La guerra, el sometimiento, la injusticia, la opresión, la muerte. Lugares comunes que, arrastrados por el primero, han sido desde siempre uno de los acontecimientos más temidos por los pueblos. La voz de las armas se deja escuchar y no entiende razones ni ve diferencias. Los valores se trastocan y se impone la barbarie. Ella lo sabía. Lo había sabido siempre. Al principio la asaltó el temor de ser arrastrada por los acontecimientos como una piedra en el torrente pero, después de varias semanas de sufrir el asedio de su ciudad, se vio a sí misma convertida en el torrente. No sería una piedra más. Formaría parte del caudal que todo lo arrasaba. Se había convertido en parte de la causa.

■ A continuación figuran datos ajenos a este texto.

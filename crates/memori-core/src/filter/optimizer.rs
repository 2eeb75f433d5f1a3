//! Filter Optimizer
//!
//! Reorders and groups a set of sibling filters by estimated selectivity,
//! estimates total evaluation cost, and implements the combination
//! strategies used to join several filters into one AST.

use std::collections::BTreeMap;
use std::time::Duration;

use crate::error::{MemoriError, Result};
use crate::filter::{ComparisonOp, FilterNode, FilterValue, LogicalOp, Operator};

/// Fixed per-operator cost table, units are arbitrary relative work.
fn operator_cost(op: &Operator) -> u32 {
    match op {
        Operator::Comparison(ComparisonOp::Eq) => 1,
        Operator::Comparison(ComparisonOp::Ne) => 1,
        Operator::Comparison(ComparisonOp::Gt)
        | Operator::Comparison(ComparisonOp::Lt)
        | Operator::Comparison(ComparisonOp::Ge)
        | Operator::Comparison(ComparisonOp::Le) => 2,
        Operator::Comparison(ComparisonOp::In) | Operator::Comparison(ComparisonOp::NotIn) => 3,
        Operator::Comparison(ComparisonOp::Between) => 3,
        Operator::Comparison(ComparisonOp::StartsWith) | Operator::Comparison(ComparisonOp::EndsWith) => 4,
        Operator::Comparison(ComparisonOp::Contains) => 5,
        Operator::Comparison(ComparisonOp::Like) => 10,
        Operator::Comparison(ComparisonOp::Regex) => 20,
        Operator::Temporal(_) => 4,
        Operator::Semantic(_) => 15,
        Operator::Spatial(_) => 15,
        Operator::Logical(_) => 0,
    }
}

/// Fixed per-operator selectivity table: higher means more rows pass,
/// i.e. less useful for early filtering.
fn operator_selectivity(op: &Operator) -> f64 {
    match op {
        Operator::Comparison(ComparisonOp::Eq) => 0.9,
        Operator::Comparison(ComparisonOp::Ne) => 0.2,
        Operator::Comparison(ComparisonOp::Gt)
        | Operator::Comparison(ComparisonOp::Lt)
        | Operator::Comparison(ComparisonOp::Ge)
        | Operator::Comparison(ComparisonOp::Le) => 0.5,
        Operator::Comparison(ComparisonOp::In) => 0.6,
        Operator::Comparison(ComparisonOp::NotIn) => 0.3,
        Operator::Comparison(ComparisonOp::Between) => 0.4,
        Operator::Comparison(ComparisonOp::StartsWith) | Operator::Comparison(ComparisonOp::EndsWith) => 0.35,
        Operator::Comparison(ComparisonOp::Contains) => 0.3,
        Operator::Comparison(ComparisonOp::Like) => 0.25,
        Operator::Comparison(ComparisonOp::Regex) => 0.2,
        Operator::Temporal(_) => 0.4,
        Operator::Semantic(_) => 0.15,
        Operator::Spatial(_) => 0.15,
        Operator::Logical(_) => 0.5,
    }
}

/// Estimates the total evaluation cost of a subtree. Costs are additive
/// over children, so `estimateCost(and(a,b)) >= estimateCost(a) + estimateCost(b)`.
pub fn estimate_cost(node: &FilterNode) -> u32 {
    operator_cost(&node.operator) + node.children.iter().map(estimate_cost).sum::<u32>()
}

/// Context controlling optimizer behavior.
#[derive(Debug, Clone)]
pub struct OptimizerContext {
    pub strategy: crate::filter::CombinationStrategy,
    pub timeout: Duration,
    pub early_termination: bool,
}

impl Default for OptimizerContext {
    fn default() -> Self {
        Self {
            strategy: crate::filter::CombinationStrategy::Cascade,
            timeout: Duration::from_secs(5),
            early_termination: true,
        }
    }
}

/// The result of optimizing a set of sibling filters.
#[derive(Debug, Clone)]
pub struct OptimizedChain {
    pub execution_order: Vec<FilterNode>,
    pub parallel_groups: Vec<Vec<FilterNode>>,
    pub estimated_cost: u32,
    pub optimization_hints: Vec<String>,
}

/// Optimizes a set of sibling filters (typically the children of an `and`).
/// Deduplicates redundant siblings, sorts by descending selectivity, and
/// partitions by field for potential parallel evaluation.
pub fn optimize(siblings: &[FilterNode], context: &OptimizerContext) -> OptimizedChain {
    let mut hints = Vec::new();

    let deduped = dedup_siblings(siblings, &mut hints);

    let mut ordered = deduped.clone();
    ordered.sort_by(|a, b| {
        operator_selectivity(&b.operator)
            .partial_cmp(&operator_selectivity(&a.operator))
            .unwrap_or(std::cmp::Ordering::Equal)
    });
    if matches!(context.strategy, crate::filter::CombinationStrategy::Cascade) {
        hints.push("cascade: ordered by descending selectivity".to_string());
    }

    let mut groups: BTreeMap<String, Vec<FilterNode>> = BTreeMap::new();
    for node in &ordered {
        groups.entry(node.field.clone()).or_default().push(node.clone());
    }
    let parallel_groups: Vec<Vec<FilterNode>> = groups.into_values().collect();
    if parallel_groups.len() > 1 {
        hints.push(format!("{} independent field groups can fan out", parallel_groups.len()));
    }

    let estimated_cost = ordered.iter().map(estimate_cost).sum();

    OptimizedChain { execution_order: ordered, parallel_groups, estimated_cost, optimization_hints: hints }
}

fn dedup_siblings(siblings: &[FilterNode], hints: &mut Vec<String>) -> Vec<FilterNode> {
    let mut seen = std::collections::HashSet::new();
    let mut out = Vec::new();
    for node in siblings {
        let key = (node.field.clone(), node.operator.name(), serde_json::to_string(&node.value).unwrap_or_default());
        if seen.insert(key) {
            out.push(node.clone());
        }
    }
    if out.len() != siblings.len() {
        hints.push(format!("removed {} redundant sibling(s)", siblings.len() - out.len()));
    }
    out
}

/// Joins a set of filters into a single AST per the named combination
/// strategy.
pub fn combine(filters: Vec<FilterNode>, strategy: crate::filter::CombinationStrategy) -> Result<FilterNode> {
    use crate::filter::CombinationStrategy::*;
    match strategy {
        Intersection => Ok(FilterNode::and(filters)),
        Union => {
            let mut hints = Vec::new();
            Ok(FilterNode::or(dedup_siblings(&filters, &mut hints)))
        }
        Complement => {
            if filters.len() != 2 {
                return Err(MemoriError::validation("filters", filters.len(), "complement requires exactly 2 filters"));
            }
            let mut iter = filters.into_iter();
            let first = iter.next().unwrap();
            let second = iter.next().unwrap();
            Ok(FilterNode::and(vec![first, FilterNode::not(second)]))
        }
        Cascade => {
            let mut sorted = filters;
            sorted.sort_by(|a, b| {
                operator_selectivity(&b.operator)
                    .partial_cmp(&operator_selectivity(&a.operator))
                    .unwrap_or(std::cmp::Ordering::Equal)
            });
            Ok(FilterNode::and(sorted))
        }
        Parallel => {
            let mut groups: BTreeMap<String, Vec<FilterNode>> = BTreeMap::new();
            for node in filters {
                groups.entry(node.field.clone()).or_default().push(node);
            }
            let anded: Vec<FilterNode> = groups.into_values().map(FilterNode::and).collect();
            Ok(FilterNode::or(anded))
        }
        Weighted => {
            let mut weighted = filters;
            for (i, node) in weighted.iter_mut().enumerate() {
                node.metadata.weight = Some(1.0 / (i as f64 + 1.0));
            }
            Ok(FilterNode::and(weighted))
        }
    }
}

#[cfg(test)]
mod tests {
    use super::*;
    use crate::filter::FilterValue;

    fn eq(field: &str, value: f64) -> FilterNode {
        FilterNode::comparison(field, ComparisonOp::Eq, FilterValue::Number(value))
    }

    #[test]
    fn cost_is_monotonic_under_and() {
        let a = eq("a", 1.0);
        let b = FilterNode::comparison("b", ComparisonOp::Regex, FilterValue::String(".*x".into()));
        let combined = FilterNode::and(vec![a.clone(), b.clone()]);
        assert!(estimate_cost(&combined) >= estimate_cost(&a) + estimate_cost(&b));
    }

    #[test]
    fn optimizer_sorts_by_descending_selectivity() {
        let regex = FilterNode::comparison("x", ComparisonOp::Regex, FilterValue::String("a".into()));
        let equality = eq("y", 1.0);
        let chain = optimize(&[regex.clone(), equality.clone()], &OptimizerContext::default());
        assert_eq!(chain.execution_order[0].field, "y");
    }

    #[test]
    fn optimizer_dedups_redundant_siblings() {
        let chain = optimize(&[eq("x", 1.0), eq("x", 1.0)], &OptimizerContext::default());
        assert_eq!(chain.execution_order.len(), 1);
    }

    #[test]
    fn weighted_combination_assigns_decaying_weights() {
        let combined = combine(vec![eq("a", 1.0), eq("b", 2.0), eq("c", 3.0)], crate::filter::CombinationStrategy::Weighted).expect("combine");
        let weights: Vec<f64> = combined.children.iter().map(|c| c.metadata.weight.unwrap()).collect();
        assert_eq!(weights, vec![1.0, 0.5, 1.0 / 3.0]);
    }

    #[test]
    fn complement_requires_exactly_two_filters() {
        let result = combine(vec![eq("a", 1.0)], crate::filter::CombinationStrategy::Complement);
        assert!(result.is_err());
    }
}
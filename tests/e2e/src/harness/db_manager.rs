//! Test Database Manager
//!
//! Provides isolated Store instances for integration tests: temporary
//! databases that are cleaned up on drop, plus seeding helpers.

use std::path::PathBuf;

use memori_core::memory::{Classification, Importance, JsonValue, Memory, RetentionType};
use memori_core::storage::Store;
use tempfile::TempDir;

/// Manager for test databases.
///
/// Creates an isolated `Store` per test to prevent interference, backed
/// by a temp directory that is removed when the manager is dropped.
pub struct TestDatabaseManager {
    pub store: Store,
    _temp_dir: Option<TempDir>,
    db_path: PathBuf,
}

fn init_test_logging() {
    use std::sync::Once;
    static INIT: Once = Once::new();
    INIT.call_once(|| {
        let _ = tracing_subscriber::fmt().with_test_writer().with_env_filter(tracing_subscriber::EnvFilter::from_default_env()).try_init();
    });
}

impl TestDatabaseManager {
    /// Create a new test database in a temporary directory.
    pub fn new_temp() -> Self {
        init_test_logging();
        let temp_dir = TempDir::new().expect("failed to create temp directory");
        let db_path = temp_dir.path().join("test_memori.db");
        let store = Store::open(Some(db_path.clone())).expect("failed to open test store");

        Self { store, _temp_dir: Some(temp_dir), db_path }
    }

    /// Create a database entirely in memory — faster, no filesystem touch.
    pub fn new_in_memory() -> Self {
        init_test_logging();
        let store = Store::open_in_memory().expect("failed to open in-memory store");
        Self { store, _temp_dir: None, db_path: PathBuf::from(":memory:") }
    }

    pub fn path(&self) -> &PathBuf {
        &self.db_path
    }

    pub fn is_empty(&self, namespace: &str) -> bool {
        self.node_count(namespace) == 0
    }

    pub fn node_count(&self, namespace: &str) -> usize {
        self.store.find_all(namespace).map(|rows| rows.len()).unwrap_or(0)
    }

    /// Seed `count` plain conversational memories into `namespace`.
    pub fn seed_memories(&mut self, namespace: &str, count: usize) -> Vec<String> {
        let mut ids = Vec::with_capacity(count);
        for i in 0..count {
            let memory = build_memory(namespace, &format!("Test memory content {i}"), Classification::Conversational, Importance::Medium);
            let id = memory.id.clone();
            if self.store.insert(&memory).is_ok() {
                ids.push(id);
            }
        }
        ids
    }

    /// Seed one memory per classification, evenly spread across the
    /// enumeration.
    pub fn seed_diverse_classifications(&mut self, namespace: &str, count_per_type: usize) -> Vec<String> {
        let classifications = [
            Classification::Essential,
            Classification::Contextual,
            Classification::Conversational,
            Classification::Reference,
            Classification::Personal,
        ];
        let mut ids = Vec::with_capacity(count_per_type * classifications.len());
        for classification in classifications {
            for i in 0..count_per_type {
                let memory = build_memory(
                    namespace,
                    &format!("Test {} content {i}", classification.as_str()),
                    classification,
                    Importance::Medium,
                );
                let id = memory.id.clone();
                if self.store.insert(&memory).is_ok() {
                    ids.push(id);
                }
            }
        }
        ids
    }

    /// Seed a memory carrying a `processed_data` field, for metadata
    /// search and filter tests.
    pub fn seed_with_metadata(&mut self, namespace: &str, content: &str, key: &str, value: &str) -> String {
        let mut memory = build_memory(namespace, content, Classification::Conversational, Importance::Medium);
        memory.processed_data.insert(key.to_string(), JsonValue::String(value.to_string()));
        let id = memory.id.clone();
        self.store.insert(&memory).expect("insert with metadata");
        id
    }

    /// Delete every row in `namespace`.
    pub fn clear(&mut self, namespace: &str) {
        if let Ok(rows) = self.store.find_all(namespace) {
            for row in rows {
                let _ = self.store.delete(namespace, &row.id);
            }
        }
    }
}

fn build_memory(namespace: &str, content: &str, classification: Classification, importance: Importance) -> Memory {
    let now = chrono::Utc::now();
    Memory {
        id: uuid::Uuid::new_v4().to_string(),
        namespace: namespace.to_string(),
        searchable_content: content.to_string(),
        summary: content.to_string(),
        classification,
        importance,
        importance_score: 0.5,
        confidence_score: 0.5,
        topic: None,
        entities: vec![],
        keywords: vec![],
        category_primary: "general".to_string(),
        classification_reason: "test fixture".to_string(),
        retention_type: RetentionType::LongTerm,
        extraction_timestamp: now,
        created_at: now,
        duplicate_of: None,
        related_memories: vec![],
        consolidation_timestamp: None,
        processed_data: std::collections::BTreeMap::new(),
    }
}

#[cfg(test)]
mod tests {
    use super::*;

    #[test]
    fn temp_database_starts_empty() {
        let db = TestDatabaseManager::new_temp();
        assert!(db.is_empty("t"));
        assert!(db.path().exists());
    }

    #[test]
    fn seed_memories_inserts_requested_count() {
        let mut db = TestDatabaseManager::new_in_memory();
        let ids = db.seed_memories("t", 10);
        assert_eq!(ids.len(), 10);
        assert_eq!(db.node_count("t"), 10);
    }

    #[test]
    fn clear_removes_all_rows() {
        let mut db = TestDatabaseManager::new_in_memory();
        db.seed_memories("t", 5);
        assert_eq!(db.node_count("t"), 5);
        db.clear("t");
        assert!(db.is_empty("t"));
    }
}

    Esa noche se introdujo hábilmente en los cuarteles enemigos sin intentar ocultarse. Su belleza y presencia le franquearon todos los accesos. Llegó hasta los aposentos del comandante enemigo donde en esos momentos se servía la cena. El general, al verla, le ofreció un asiento junto a él. Circularon las viandas y el vino corrió generosamente. Los músicos acompañaban el evento haciendo olvidar por momentos que la guerra estaba ahí afuera como un tigre agazapado. Varias horas después, los oficiales se retiraron uno a uno. El general pidió más vino y ordenó a los músicos que los dejaran solos. Estaba ya muy ebrio y ella hábilmente lo acomodó en sus brazos y lo arrulló de tal manera que quedó dormido profundamente. No sé si así fue en la realidad. Como haya sucedido carece de importancia. Lo que cuenta es el hecho de que al día siguiente el ejército asirio descubrió que su escala de mando había quedado acéfala.
    Holofernes jamás pensó que su propia cimitarra sería utilizada para romper el sitio de Betulia y menos que sería empuñada para cortarle la cabeza de dos tajos por la agente especial del ejército israelita cuya clave se desconoce pero pasó a los relatos bíblicos con el nombre de Judith.

Para más detalles ver Judith 13, 6-8.